Pour autant, l’amitié n’est pas le propos central du film, pas plus que ce dernier n’est un conte de Noël. Du propre aveu de l’auteur parfois agacé par la mièvrerie qui entoure les fêtes, le sujet premier du livre – puis du film – ne le prêtait pas à devenir un must see on Christmas Eve. C’est de la mort dont il s’agit. Quant à la symbolique de la neige dans cette optique là, rappelons seulement qu’en Chine, le blanc est la couleur des morts, et que le froid fige à l’instar de la Grande Faucheuse. Plus qu’un rituel initiatique, c’est avant tout la première confrontation d’un enfant à la disparition d’un être cher. Le propos est ici tout autre : loin des traditionnels contes de Noël, il s’agit d’introduire la notion de mortalité auprès des enfants. Briggs dira d’ailleurs à la radio que « the idea was clean, nice and silent. I don’t have happy endings. I create what seems natural and inevitable. The snowman melts, my parents died, animals die, flowers die. Everything does. There is nothing particularly gloomy about it. It’s a fact of life. » Voilà qui a le mérite d’être clair. Le dernier plan montre un James affligé par le chagrin, qui se raccroche à son écharpe – signe qu’il n’a pas rêvé cette aventure et que le souvenir demeure malgré tout.

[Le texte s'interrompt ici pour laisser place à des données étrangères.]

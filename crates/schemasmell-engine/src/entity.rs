//! Entities checks run against
//!
//! An [`Entity`] borrows one node of the catalog. Columns and indexes carry
//! their owning table so checks can read row counts and sibling indexes.

use schemasmell_core::{
    Account, Column, Database, EntityDescriptor, EntityKind, Index, Query, Schema, Table,
};

/// A borrowed catalog node
#[derive(Debug, Clone, Copy)]
pub enum Entity<'a> {
    Database(&'a Database),
    Schema(&'a Schema),
    Table(&'a Table),
    Column { table: &'a Table, column: &'a Column },
    Index { table: &'a Table, index: &'a Index },
    Account(&'a Account),
    Query(&'a Query),
}

impl<'a> Entity<'a> {
    pub fn kind(&self) -> EntityKind {
        match self {
            Entity::Database(_) => EntityKind::Database,
            Entity::Schema(_) => EntityKind::Schema,
            Entity::Table(_) => EntityKind::Table,
            Entity::Column { .. } => EntityKind::Column,
            Entity::Index { .. } => EntityKind::Index,
            Entity::Account(_) => EntityKind::Account,
            Entity::Query(_) => EntityKind::Query,
        }
    }

    /// Qualified name used in reports
    pub fn name(&self) -> String {
        match self {
            Entity::Database(database) => database.name.clone(),
            Entity::Schema(schema) => schema.name.clone(),
            Entity::Table(table) => table.qualified_name(),
            Entity::Column { column, .. } => column.qualified_name(),
            Entity::Index { index, .. } => index.qualified_name(),
            Entity::Account(account) => account.key(),
            Entity::Query(query) => query
                .digest
                .clone()
                .unwrap_or_else(|| query.short_text(60)),
        }
    }

    pub fn descriptor(&self) -> EntityDescriptor {
        EntityDescriptor::new(self.kind(), self.name())
    }

    /// Views and virtual generated columns have no storage
    pub fn is_virtual(&self) -> bool {
        match self {
            Entity::Table(table) => table.is_virtual(),
            Entity::Column { table, column } => table.is_virtual() || column.is_virtual(),
            Entity::Index { table, .. } => table.is_virtual(),
            _ => false,
        }
    }

    pub fn as_table(&self) -> Option<&'a Table> {
        match self {
            Entity::Table(table) => Some(table),
            _ => None,
        }
    }

    pub fn as_column(&self) -> Option<(&'a Table, &'a Column)> {
        match self {
            Entity::Column { table, column } => Some((table, column)),
            _ => None,
        }
    }

    pub fn as_account(&self) -> Option<&'a Account> {
        match self {
            Entity::Account(account) => Some(account),
            _ => None,
        }
    }

    pub fn as_database(&self) -> Option<&'a Database> {
        match self {
            Entity::Database(database) => Some(database),
            _ => None,
        }
    }

    pub fn as_query(&self) -> Option<&'a Query> {
        match self {
            Entity::Query(query) => Some(query),
            _ => None,
        }
    }
}

/// Every entity of the catalog in a fixed order
///
/// The database first, then accounts, schemas, tables, columns, indexes and
/// finally queries. Within each kind the catalog order is kept.
pub fn entities(database: &Database) -> Vec<Entity<'_>> {
    let tables: Vec<&Table> = database
        .schemas()
        .iter()
        .flat_map(|schema| schema.tables())
        .collect();

    let mut entities = vec![Entity::Database(database)];
    entities.extend(database.accounts().map(Entity::Account));
    entities.extend(database.schemas().iter().map(Entity::Schema));
    entities.extend(tables.iter().copied().map(Entity::Table));
    entities.extend(tables.iter().copied().flat_map(|table| {
        table
            .columns()
            .iter()
            .map(move |column| Entity::Column { table, column })
    }));
    entities.extend(tables.iter().copied().flat_map(|table| {
        table
            .indexes()
            .iter()
            .map(move |index| Entity::Index { table, index })
    }));
    entities.extend(database.queries().iter().map(Entity::Query));
    entities
}
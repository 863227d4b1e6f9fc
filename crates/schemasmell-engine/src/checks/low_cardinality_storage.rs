//! Wide string columns holding few distinct values

use schemasmell_core::{Report, Status};

use crate::check::{Check, CheckError};
use crate::entity::Entity;

const MIN_STORAGE_BYTES: u64 = 12;
const MIN_ROWS: u64 = 1000;
const MAX_SELECTIVITY: f64 = 0.01;

/// CONCERN when a wide string column repeats a handful of values
///
/// Such columns are better stored as ENUM or moved to a lookup table.
pub struct LowCardinalityStorage;

impl Check for LowCardinalityStorage {
    fn name(&self) -> &'static str {
        "low_cardinality_storage"
    }

    fn supports(&self, entity: &Entity<'_>) -> bool {
        !entity.is_virtual()
            && entity
                .as_column()
                .is_some_and(|(_, column)| column.is_string())
    }

    fn run(&self, entity: &Entity<'_>) -> Result<Option<Report>, CheckError> {
        let Some((table, column)) = entity.as_column() else {
            return Ok(None);
        };

        let storage = column.storage_size()?.total();
        let rows = table.info.table_rows;
        let selectivity = if rows == 0 {
            1.0
        } else {
            column.cardinality as f64 / rows as f64
        };

        let concern = storage >= MIN_STORAGE_BYTES && rows >= MIN_ROWS && selectivity <= MAX_SELECTIVITY;
        let report = if concern {
            self.report(
                entity,
                Status::Concern,
                vec![format!(
                    "{} takes up to {} bytes but holds only {} distinct values in {} rows",
                    column.qualified_name(),
                    storage,
                    column.cardinality,
                    rows
                )],
            )
        } else {
            self.report(entity, Status::Ok, vec![])
        };

        Ok(Some(
            report
                .with_data("storage", storage)
                .with_data("cardinality", column.cardinality)
                .with_data("table_rows", rows),
        ))
    }
}
//! Statement digests doing much more work than they return

use schemasmell_core::{Report, Status};

use crate::check::{Check, CheckError};
use crate::entity::Entity;

/// Rows examined per row sent considered wasteful
const EXAMINED_PER_SENT: f64 = 100.0;

/// Share of executions using a bad plan before it matters
const BAD_PLAN_RATIO: f64 = 0.2;

pub struct QueryInefficiency;

impl Check for QueryInefficiency {
    fn name(&self) -> &'static str {
        "query_inefficiency"
    }

    fn supports(&self, entity: &Entity<'_>) -> bool {
        entity
            .as_query()
            .is_some_and(|query| query.summary.exec_count > 0)
    }

    fn run(&self, entity: &Entity<'_>) -> Result<Option<Report>, CheckError> {
        let Some(query) = entity.as_query() else {
            return Ok(None);
        };
        let summary = &query.summary;

        let mut status = Status::Ok;
        let mut messages = Vec::new();

        if let Some(ratio) = summary.examined_per_sent() {
            if ratio >= EXAMINED_PER_SENT {
                status = status.max(Status::Concern);
                messages.push(format!("Examines {:.0} rows for every row sent", ratio));
            }
        }

        let plans = [
            ("full table scans", summary.select_scan),
            ("no index used", summary.no_index_used),
            ("no good index used", summary.no_good_index_used),
            ("full sorts", summary.sort_scan),
        ];
        for (label, count) in plans {
            let ratio = summary.per_execution(count);
            if ratio >= BAD_PLAN_RATIO {
                status = status.max(Status::Warning);
                messages.push(format!("{:.0}% of executions: {}", ratio * 100.0, label));
            }
        }

        if summary.created_tmp_disk_tables > 0 {
            status = status.max(Status::Warning);
            messages.push(format!(
                "Created {} temporary tables on disk",
                summary.created_tmp_disk_tables
            ));
        }

        let mut report = self
            .report(entity, status, messages)
            .with_data("exec_count", summary.exec_count);
        if !query.tables.is_empty() {
            let tables: Vec<String> = query
                .tables
                .values()
                .map(|table| match &table.schema {
                    Some(schema) => format!("{}.{}", schema, table.table),
                    None => table.table.clone(),
                })
                .collect();
            report = report.with_data("tables", tables);
        }

        Ok(Some(report))
    }
}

On préfèrera rester sur notre rêverie enfantine et nos souvenirs enneigés – certains y trouveront peut-être même une madeleine de Proust – pour s’abandonner avec délectation à la douce nostalgie qui nous prend face à tant de beauté. Si on verse une larme, promis c’est une poussière.

Et tout comme l’appréciation esthétique de cette œuvre se passe de mots, il est pour moi temps de délaisser la plume – soit, le clavier – pour laisser le film parler par et pour lui-même (pour ceux qui ne l’ont pas vu avant de lire l’article. Petits rebelles).